[Prompt] What you give back must match the records below word for word.

....

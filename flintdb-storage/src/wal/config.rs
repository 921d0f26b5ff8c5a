//! Configuration surface for [`WalManager`](crate::wal::WalManager).
//!
//! Every numeric default is overridable via an environment variable;
//! precedence is explicit config > environment > built-in default.

use flintdb_core::{SyncMode, WalMode};
use std::env;
use std::str::FromStr;

const DEFAULT_CHECKPOINT_INTERVAL: u64 = 10_000;
const DEFAULT_BATCH_SIZE_LIMIT: usize = 10_000;
const DEFAULT_BATCH_BUFFER_CAPACITY: usize = 4 * 1024 * 1024;
const MIN_BATCH_BUFFER_CAPACITY: usize = 256 * 1024;
const DEFAULT_COMPRESSION_THRESHOLD: usize = 8 * 1024;
const DEFAULT_DIRECT_WRITE_THRESHOLD: usize = 64 * 1024;

/// Configuration for opening a [`WalManager`](crate::wal::WalManager).
#[derive(Debug, Clone)]
pub struct WalConfig {
    pub wal_mode: WalMode,
    pub checkpoint_interval: u64,
    pub batch_size_limit: usize,
    pub batch_buffer_capacity: usize,
    pub compression_threshold: usize,
    pub direct_write_threshold: usize,
    pub sync_mode: SyncMode,
    pub log_page_data: bool,
}

impl Default for WalConfig {
    fn default() -> Self {
        Self {
            wal_mode: WalMode::Truncate,
            checkpoint_interval: env_or(
                "FLINTDB_WAL_CHECKPOINT_INTERVAL",
                DEFAULT_CHECKPOINT_INTERVAL,
            ),
            batch_size_limit: env_or("FLINTDB_WAL_BATCH_SIZE", DEFAULT_BATCH_SIZE_LIMIT),
            batch_buffer_capacity: env_or(
                "FLINTDB_WAL_BATCH_BUFFER_CAPACITY",
                DEFAULT_BATCH_BUFFER_CAPACITY,
            )
            .max(MIN_BATCH_BUFFER_CAPACITY),
            compression_threshold: env_or(
                "FLINTDB_WAL_COMPRESSION_THRESHOLD",
                DEFAULT_COMPRESSION_THRESHOLD,
            ),
            direct_write_threshold: env_or(
                "FLINTDB_WAL_DIRECT_WRITE_THRESHOLD",
                DEFAULT_DIRECT_WRITE_THRESHOLD,
            ),
            sync_mode: SyncMode::PlatformDefault,
            log_page_data: false,
        }
    }
}

fn env_or<T: FromStr>(var: &str, default: T) -> T {
    env::var(var)
        .ok()
        .and_then(|v| v.parse().ok())
        .unwrap_or(default)
}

....

[Exercise solution]
filename flintdb-storage/src/wal/config.rs
repository 921d0f26b5ff8c5a
//! Configuration surface for [`WalManager`](crate::wal::WalManager).
//!
//! Every numeric default is overridable via an environment variable;
//! precedence is explicit config > environment > built-in default.

use flintdb_core::{SyncMode, WalMode};
use std::env;
use std::str::FromStr;

const DEFAULT_CHECKPOINT_INTERVAL: u64 = 10_000;
const DEFAULT_BATCH_SIZE_LIMIT: usize = 10_000;
const DEFAULT_BATCH_BUFFER_CAPACITY: usize = 4 * 1024 * 1024;
const MIN_BATCH_BUFFER_CAPACITY: usize = 256 * 1024;
const DEFAULT_COMPRESSION_THRESHOLD: usize = 8 * 1024;
const DEFAULT_DIRECT_WRITE_THRESHOLD: usize = 64 * 1024;

/// Configuration for opening a [`WalManager`](crate::wal::WalManager).
#[derive(Debug, Clone)]
pub struct WalConfig {
    pub wal_mode: WalMode,
    pub checkpoint_interval: u64,
    pub batch_size_limit: usize,
    pub batch_buffer_capacity: usize,
    pub compression_threshold: usize,
    pub direct_write_threshold: usize,
    pub sync_mode: SyncMode,
    pub log_page_data: bool,
}

impl Default for WalConfig {
    fn default() -> Self {
        Self {
            wal_mode: WalMode::Truncate,
            checkpoint_interval: env_or(
                "FLINTDB_WAL_CHECKPOINT_INTERVAL",
                DEFAULT_CHECKPOINT_INTERVAL,
            ),
            batch_size_limit: env_or("FLINTDB_WAL_BATCH_SIZE", DEFAULT_BATCH_SIZE_LIMIT),
            batch_buffer_capacity: env_or(
                "FLINTDB_WAL_BATCH_BUFFER_CAPACITY",
                DEFAULT_BATCH_BUFFER_CAPACITY,
            )
            .max(MIN_BATCH_BUFFER_CAPACITY),
            compression_threshold: env_or(
                "FLINTDB_WAL_COMPRESSION_THRESHOLD",
                DEFAULT_COMPRESSION_THRESHOLD,
            ),
            direct_write_threshold: env_or(
                "FLINTDB_WAL_DIRECT_WRITE_THRESHOLD",
                DEFAULT_DIRECT_WRITE_THRESHOLD,
            ),
            sync_mode: SyncMode::PlatformDefault,
            log_page_data: false,
        }
    }
}

fn env_or<T: FromStr>(var: &str, default: T) -> T {
    env::var(var)
        .ok()
        .and_then(|v| v.parse().ok())
        .unwrap_or(default)
}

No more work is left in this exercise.